Back to Nature at New Adventure Camp
OUTDOOR education organisation Camp Kernow has created the UK’s first carbon-neutral activity centre on a five-acre site near Malpas in Cornwall.
The new activity centre for children, which opens in July 2014, harnesses renewable energy and employs sustainable technology with the aim of offering children the experience of living in balance with nature.
The unique camp is located on 200 acres of organic farmland, featuring around 160,000 trees, ten lakes, freshwater streams and a convergence of three rivers. The new residential programmes at the site are due to last six days and include activities such as foraging, kayaking, wave power device-making, bushcraft and other adventures.

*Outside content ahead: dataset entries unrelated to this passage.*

//! Storyweave API server entry point.

use std::sync::Arc;
use std::time::Duration;

use storyweave_api::config::AppConfig;
use storyweave_api::error::AppError;
use storyweave_api::registry::SessionRegistry;
use storyweave_api::state::AppState;
use storyweave_client::HttpStoryBackend;
use storyweave_core::clock::SystemClock;
use tracing::info;
use tracing_subscriber::EnvFilter;

const EVICTION_INTERVAL: Duration = Duration::from_secs(60);

#[tokio::main]
async fn main() -> Result<(), AppError> {
    // Initialize tracing subscriber.
    tracing_subscriber::fmt()
        .with_env_filter(
            EnvFilter::try_from_default_env().unwrap_or_else(|_| EnvFilter::new("info")),
        )
        .json()
        .init();

    info!("Starting Storyweave API server");

    let config = AppConfig::from_env()?;

    let mut backend =
        HttpStoryBackend::new(config.story_api_endpoint.clone(), config.upstream_timeout)?;
    if let Some(token) = &config.story_api_token {
        backend = backend.with_bearer_token(token.clone());
    }

    let app_state = AppState::with_backend(Arc::new(backend), Arc::new(SystemClock));
    spawn_idle_eviction(Arc::clone(&app_state.sessions), config.session_idle_timeout);

    let addr = config.bind_addr()?;
    info!(%addr, upstream = %config.story_api_endpoint, "Listening");

    let listener = tokio::net::TcpListener::bind(addr).await?;

    axum::serve(listener, storyweave_api::app(app_state)).await?;

    Ok(())
}

/// Periodically drops sessions nobody has touched within `ttl`.
fn spawn_idle_eviction(sessions: Arc<SessionRegistry>, ttl: Duration) {
    tokio::spawn(async move {
        let mut ticker = tokio::time::interval(EVICTION_INTERVAL);
        loop {
            ticker.tick().await;
            let evicted = sessions.evict_idle(ttl);
            if evicted > 0 {
                info!(evicted, remaining = sessions.len(), "idle sessions evicted");
            }
        }
    });
}
//! Clock abstraction so session bookkeeping stays deterministic in tests.

use chrono::{DateTime, Utc};

/// Source of the current time.
pub trait Clock: Send + Sync {
    /// Returns the current time.
    fn now(&self) -> DateTime<Utc>;
}

/// Clock backed by the system time.
#[derive(Debug, Clone, Copy)]
pub struct SystemClock;

impl Clock for SystemClock {
    fn now(&self) -> DateTime<Utc> {
        Utc::now()
    }
}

Charlie Nicholson, who founded the organisation, said: “The children are going to remember their week with us. We want to them to have so much fun learning about the environment. They are the next generation and we need them to be passionate about their world.”

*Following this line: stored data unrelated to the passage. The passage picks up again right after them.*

//! Storyweave: API error types.

use axum::Json;
use axum::http::StatusCode;
use axum::response::{IntoResponse, Response};
use serde::Serialize;
use storyweave_authoring::domain::errors::AuthoringError;
use storyweave_core::error::ServiceError;
use thiserror::Error;
use uuid::Uuid;

/// Startup and runtime errors for the API server.
#[derive(Debug, Error)]
pub enum AppError {
    /// A required environment variable is missing or invalid.
    #[error("configuration error: {0}")]
    Config(String),

    /// The upstream story client could not be built.
    #[error("upstream client error: {0}")]
    Upstream(#[from] ServiceError),

    /// Network binding or I/O error.
    #[error("server error: {0}")]
    Server(#[from] std::io::Error),
}

/// JSON body returned for error responses.
#[derive(Debug, Serialize)]
pub struct ErrorBody {
    /// Machine-readable error code.
    pub error: &'static str,
    /// Human-readable error message.
    pub message: String,
}

/// HTTP-layer error that implements `IntoResponse`.
#[derive(Debug, Error)]
pub enum ApiError {
    /// No live session has this id.
    #[error("no authoring session with id {0}")]
    SessionNotFound(Uuid),

    /// The workflow refused the action or a service call failed.
    #[error(transparent)]
    Authoring(#[from] AuthoringError),
}

impl IntoResponse for ApiError {
    fn into_response(self) -> Response {
        let (status, error_code) = match &self {
            Self::SessionNotFound(_) => (StatusCode::NOT_FOUND, "session_not_found"),
            Self::Authoring(AuthoringError::Validation(_)) => {
                (StatusCode::BAD_REQUEST, "validation_error")
            }
            Self::Authoring(AuthoringError::Misuse(_)) => {
                (StatusCode::CONFLICT, "workflow_conflict")
            }
            Self::Authoring(AuthoringError::ExternalService(_)) => {
                (StatusCode::BAD_GATEWAY, "upstream_error")
            }
        };

        let body = ErrorBody {
            error: error_code,
            message: self.to_string(),
        };

        (status, Json(body)).into_response()
    }
}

The children will be able to learn how nature’s energy can be harnessed – the water they use is from a borehole, by energy from the sun and heated by burning timber from the surrounding land. Waste goes to composting toilets, reed beds for filtering or into a soakaway which benefits the orchard.
Mr Nicholson added: “All of the resources available to the children, apart from the majority of food, are from their surrounding environment. We want children to spend time away from the technology of screens and devices but to embrace sustainable technology. A good example is when we teach them to make fire with a flint and steel. They frequently tell us that they have done this in a video game but we teach them how to do this in real life.”
Camp Kernow has previously run courses at schools, hotels and youth groups. Now they can join the programmes at the purpose built site complete with a range of accommodation including yurts, tipis, geo-domes, bell tents and even an upturned boat hull.